Sandwiches

I’ve been, since the romance writer’s workshop, working on a storyboard of my novel so that I can rewrite with some sort of a clue. At first I thought my slow movement was stalling, was self-sabotage, was a sign of alien possession — I didn’t know why it was going so slowly, nor why I was becoming more despair-ridden with each work session.

Tonight I was too tired to work on it, too bleah to care — so I did anyway. Good for me.

And I discovered something. Let’s say that there are two main storylines. A is the action line, B is the romance line. The book, originally, went:

AAAAAAAABBABABABABA
BBBBBBBBABABBAAAAAB

Okay, so a little bit of shuffling would fix that, but it was too simple, too short. It needed something more than a walk-through of the plot, so I added conflict; I is the investigative storyline, P is the deep soul seeking storyline. The complete first draft of this novel went:

AAAAAAAABBABABABABA
IIIAPPPIIIPPPPIIIIA
BBBBBBBBABABBAAAAAB

The I’s and P’s couldn’t be shuffled into other parts of the book because the first line led to the I and P line, and the I/P line leads to the third line — and is violently ended before the third line starts.
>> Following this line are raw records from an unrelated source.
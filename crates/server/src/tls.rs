use std::sync::Arc;

use anyhow::{Context, Result};
use rcgen::{CertificateParams, KeyPair, SanType};
use rustls::ServerConfig;
use rustls::pki_types::{CertificateDer, PrivateKeyDer, PrivatePkcs8KeyDer};

/// Result of TLS configuration build, including the cert DER for agent pinning.
pub struct TlsConfigResult {
    pub config: ServerConfig,
    /// Path to the PEM certificate file the agent should pin against.
    /// For user-provided certs this is the original cert path.
    /// For self-signed certs this is a generated temp file.
    pub cert_pem_path: String,
}

/// Build a `rustls::ServerConfig` from either configured cert/key paths or by
/// generating a self-signed certificate persisted under `state_dir` (the
/// server's data root, not a fixed system path — this crate runs rootless
/// and may share a host with other tenants).
pub fn build_tls_config(
    cert_path: Option<&str>,
    key_path: Option<&str>,
    state_dir: &str,
) -> Result<TlsConfigResult> {
    let (certs, key, cert_pem_path) = match (cert_path, key_path) {
        (Some(cert), Some(key)) => {
            let (certs, priv_key) = load_certs_from_files(cert, key)?;
            (certs, priv_key, cert.to_string())
        }
        _ => {
            std::fs::create_dir_all(state_dir)
                .with_context(|| format!("Failed to create {state_dir}"))?;
            let cert_pem_path = format!("{state_dir}/server-cert.pem");
            let key_pem_path = format!("{state_dir}/server-key.pem");

            // Reuse existing self-signed cert+key if both files exist and are valid
            let loaded = if std::path::Path::new(&cert_pem_path).exists()
                && std::path::Path::new(&key_pem_path).exists()
            {
                match load_certs_from_files(&cert_pem_path, &key_pem_path) {
                    Ok((certs, key)) => {
                        tracing::info!("Loaded existing self-signed cert from {cert_pem_path}");
                        Some((certs, key))
                    }
                    Err(e) => {
                        tracing::warn!("Existing self-signed cert invalid, regenerating: {e}");
                        None
                    }
                }
            } else {
                None
            };

            let (certs, priv_key) = match loaded {
                Some(pair) => pair,
                None => {
                    let (certs, priv_key) = generate_self_signed()?;

                    // Persist cert PEM for client pinning
                    let pem_data = pem::encode(&pem::Pem::new("CERTIFICATE", certs[0].to_vec()));
                    std::fs::write(&cert_pem_path, pem_data.as_bytes())
                        .context("Failed to write self-signed cert PEM")?;

                    // Persist key PEM so cert survives restarts
                    {
                        use std::os::unix::fs::OpenOptionsExt;
                        let key_bytes = match &priv_key {
                            PrivateKeyDer::Pkcs8(k) => k.secret_pkcs8_der(),
                            _ => unreachable!("we always generate PKCS8"),
                        };
                        let key_pem_data =
                            pem::encode(&pem::Pem::new("PRIVATE KEY", key_bytes.to_vec()));
                        std::fs::OpenOptions::new()
                            .write(true)
                            .create(true)
                            .truncate(true)
                            .mode(0o600)
                            .open(&key_pem_path)
                            .and_then(|mut f| {
                                use std::io::Write;
                                f.write_all(key_pem_data.as_bytes())
                            })
                            .context("Failed to write self-signed key PEM")?;
                    }

                    tracing::info!("Generated self-signed cert: {cert_pem_path} + {key_pem_path}");
                    (certs, priv_key)
                }
            };

            (certs, priv_key, cert_pem_path)
        }
    };

    let config = ServerConfig::builder()
        .with_no_client_auth()
        .with_single_cert(certs, key)
        .context("Failed to build TLS server config")?;

    Ok(TlsConfigResult {
        config,
        cert_pem_path,
    })
}

/// Load certificate chain and private key from PEM files on disk.
fn load_certs_from_files(
    cert_path: &str,
    key_path: &str,
) -> Result<(Vec<CertificateDer<'static>>, PrivateKeyDer<'static>)> {
    let cert_pem = std::fs::read(cert_path)
        .with_context(|| format!("Failed to read TLS cert: {cert_path}"))?;
    let key_pem =
        std::fs::read(key_path).with_context(|| format!("Failed to read TLS key: {key_path}"))?;

    let certs: Vec<CertificateDer<'static>> = rustls_pemfile::certs(&mut cert_pem.as_slice())
        .collect::<std::result::Result<Vec<_>, _>>()
        .context("Failed to parse TLS certificate PEM")?;

    let key = rustls_pemfile::private_key(&mut key_pem.as_slice())
        .context("Failed to parse TLS private key PEM")?
        .context("No private key found in PEM file")?;

    tracing::info!("Loaded TLS cert from {cert_path}");
    Ok((certs, key))
}

/// Generate a self-signed certificate for localhost development.
fn generate_self_signed() -> Result<(Vec<CertificateDer<'static>>, PrivateKeyDer<'static>)> {
    tracing::info!("Generating self-signed TLS certificate for localhost");

    let mut params = CertificateParams::new(vec!["localhost".to_string()])
        .context("Failed to create certificate params")?;
    params
        .subject_alt_names
        .push(SanType::IpAddress(std::net::IpAddr::V4(
            std::net::Ipv4Addr::LOCALHOST,
        )));
    params
        .subject_alt_names
        .push(SanType::IpAddress(std::net::IpAddr::V6(
            std::net::Ipv6Addr::LOCALHOST,
        )));

    let key_pair = KeyPair::generate().context("Failed to generate key pair")?;
    let cert = params
        .self_signed(&key_pair)
        .context("Failed to generate self-signed certificate")?;

    let cert_der = CertificateDer::from(cert.der().to_vec());
    let key_der = PrivateKeyDer::Pkcs8(PrivatePkcs8KeyDer::from(key_pair.serialize_der()));

    Ok((vec![cert_der], key_der))
}

/// Helper to create a `tokio_rustls::TlsAcceptor` from a `rustls::ServerConfig`.
pub fn make_acceptor(config: ServerConfig) -> tokio_rustls::TlsAcceptor {
    tokio_rustls::TlsAcceptor::from(Arc::new(config))
}
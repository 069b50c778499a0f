use std::path::Path;

use anyhow::{Context, Result};
use forge_protocol::ForgeConfig;

pub use forge_protocol::{AgentConfig, SandboxConfig, ServerConfig, SessionConfig};

/// Load configuration from a TOML file at the given path, then apply
/// environment-variable overrides. If the file doesn't exist, starts from
/// defaults.
pub fn load_config(path: &Path) -> Result<ForgeConfig> {
    let mut config = if !path.exists() {
        tracing::warn!("Config file not found at {}, using defaults", path.display());
        ForgeConfig {
            server: ServerConfig::default(),
            sandbox: SandboxConfig::default(),
            session: SessionConfig::default(),
            agent: AgentConfig::default(),
        }
    } else {
        let contents = std::fs::read_to_string(path)
            .with_context(|| format!("Failed to read config file: {}", path.display()))?;
        let config: ForgeConfig = toml::from_str(&contents).context("Failed to parse config TOML")?;
        tracing::info!("Loaded config from {}", path.display());
        config
    };

    config.apply_env_overrides();
    Ok(config)
}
The upshot is, I have two stories; one I start and then dump, then tell another. I complete the second one, then go back to the first long after any sense of continuity is gone.

Well. No wonder there’s been some problems with the rewrite. And it would explain what I noted a few weeks ago, that my major plot points seemed to belong to different books. They do. They are. Two novellas, one nested in the other.

Good grief. When I complete this book, I will be able to write ANYTHING.